Cochrane Review (2018) Cannabis‐based medicines for chronic neuropathic pain in adults

  • These authors searched for studies on marijuana and pain and found roughly 1400 studies, and then excluded studies where individuals had a history of substance use disorder, pain duration less than 2 weeks, fewer than 10 participants in treatment arm
  • In total there were 16 studies and 1750 participants. There was no “high quality” study. Difficult to blind participants with a psychoactive medication.
  • The 16 studies were comprised of multiple sclerosis pain (5 studies), diabetic polyneuropathy (3), plexus injury (1), spinal cord injury (1), HIV neuropathy (1), chemo neuropathy (1), peripheral of various etiologies (3), mixed central and peripheral (1).
  • Overall, the quality of the data was low. There was some evidence that showed marijuana provided a 30% reduction in pain however, there was a significant difference in the dropout rates due to side effects with the marijuana group compared to placebo. 

Main side effects of marijuana limiting its use

  • Dry mouth, orthostatic hypotension, tachycardia, sedation, confusion, psychosis. Memory impairment can abate after a few weeks of abstinence.
  • Smoking it can lead to bronchial irritation
  • Cannabis hyperemesis syndrome (diagnostically similar to cyclic vomiting syndrome, as those with CVS can use MJ to self-medicate. Unlike CHS, those with CVS more likely to have a personal or family hx of migraine, psych comorbidities, have “triggers” and do not have compulsive bathing for relief)
  • Debate about the relationship with schizophrenia
  • Debate over whether there is a withdrawal syndrome

Possible treatments for marijuana dependence

Weak evidence to tx withdrawal or to modify subjective effects of marijuana

  • Nefazodone (450/day), naltrexone (12.5-100/day), zolpidem (12.5/day), tiagabine (6-12/day), mirtazapine (30/day), quetiapine (up to 200 mg/day)
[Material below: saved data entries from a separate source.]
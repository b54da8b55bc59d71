// svckit/src/time_range.rs
//
// Symbolic dashboard ranges resolved against a reference instant

use std::fmt;
use std::str::FromStr;

use chrono::{DateTime, Duration, NaiveDate, Utc};
use serde::{Deserialize, Deserializer, Serialize, Serializer};

#[derive(Debug, Clone, Copy, PartialEq, Eq, Default)]
pub enum TimeRange {
    #[default]
    Last24Hours,
    Last7Days,
    Last30Days,
}

impl TimeRange {
    pub fn duration(&self) -> Duration {
        match self {
            TimeRange::Last24Hours => Duration::hours(24),
            TimeRange::Last7Days => Duration::days(7),
            TimeRange::Last30Days => Duration::days(30),
        }
    }

    pub fn as_str(&self) -> &'static str {
        match self {
            TimeRange::Last24Hours => "24h",
            TimeRange::Last7Days => "7d",
            TimeRange::Last30Days => "30d",
        }
    }

    /// `start = now - duration`, `end = now`.
    pub fn resolve(&self, now: DateTime<Utc>) -> TimeWindow {
        TimeWindow {
            start: now - self.duration(),
            end: now,
        }
    }
}

impl fmt::Display for TimeRange {
    fn fmt(&self, f: &mut fmt::Formatter<'_>) -> fmt::Result {
        f.write_str(self.as_str())
    }
}

impl FromStr for TimeRange {
    type Err = String;

    fn from_str(s: &str) -> Result<Self, Self::Err> {
        match s.trim().to_ascii_lowercase().as_str() {
            "24h" | "last24h" => Ok(TimeRange::Last24Hours),
            "7d" | "last7d" => Ok(TimeRange::Last7Days),
            "30d" | "last30d" => Ok(TimeRange::Last30Days),
            other => Err(format!("unknown time range: {} (expected 24h, 7d or 30d)", other)),
        }
    }
}

impl Serialize for TimeRange {
    fn serialize<S: Serializer>(&self, serializer: S) -> Result<S::Ok, S::Error> {
        serializer.serialize_str(self.as_str())
    }
}

impl<'de> Deserialize<'de> for TimeRange {
    fn deserialize<D: Deserializer<'de>>(deserializer: D) -> Result<Self, D::Error> {
        let raw = String::deserialize(deserializer)?;
        raw.parse().map_err(serde::de::Error::custom)
    }
}

/// Inclusive `[start, end]` window.
#[derive(Debug, Clone, Copy, PartialEq, Eq)]
pub struct TimeWindow {
    pub start: DateTime<Utc>,
    pub end: DateTime<Utc>,
}

impl TimeWindow {
    pub fn new(start: DateTime<Utc>, end: DateTime<Utc>) -> Self {
        Self { start, end }
    }

    pub fn contains(&self, instant: &DateTime<Utc>) -> bool {
        *instant >= self.start && *instant <= self.end
    }

    /// Calendar day the window ends on, used for the hourly histogram.
    pub fn end_date(&self) -> NaiveDate {
        self.end.date_naive()
    }
}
For treatment of THC dependence

  • Oral THC, did not change self-administration but decreased positive effect of smoked THC (Hart, 2002)
  • Rimonabant (cannabinoid antagonist) decreased subjective effects of marijuana

Nabiximols (THC+CBD) as an agonist replacement for cannabis withdrawal

  • Study of 51 individuals randomized to 6 day regimen of nabiximol or placebo. Was found to have a significantly reduced severity of cannabis withdrawal compared to placebo, measured by irritability, depression, and cannabis cravings.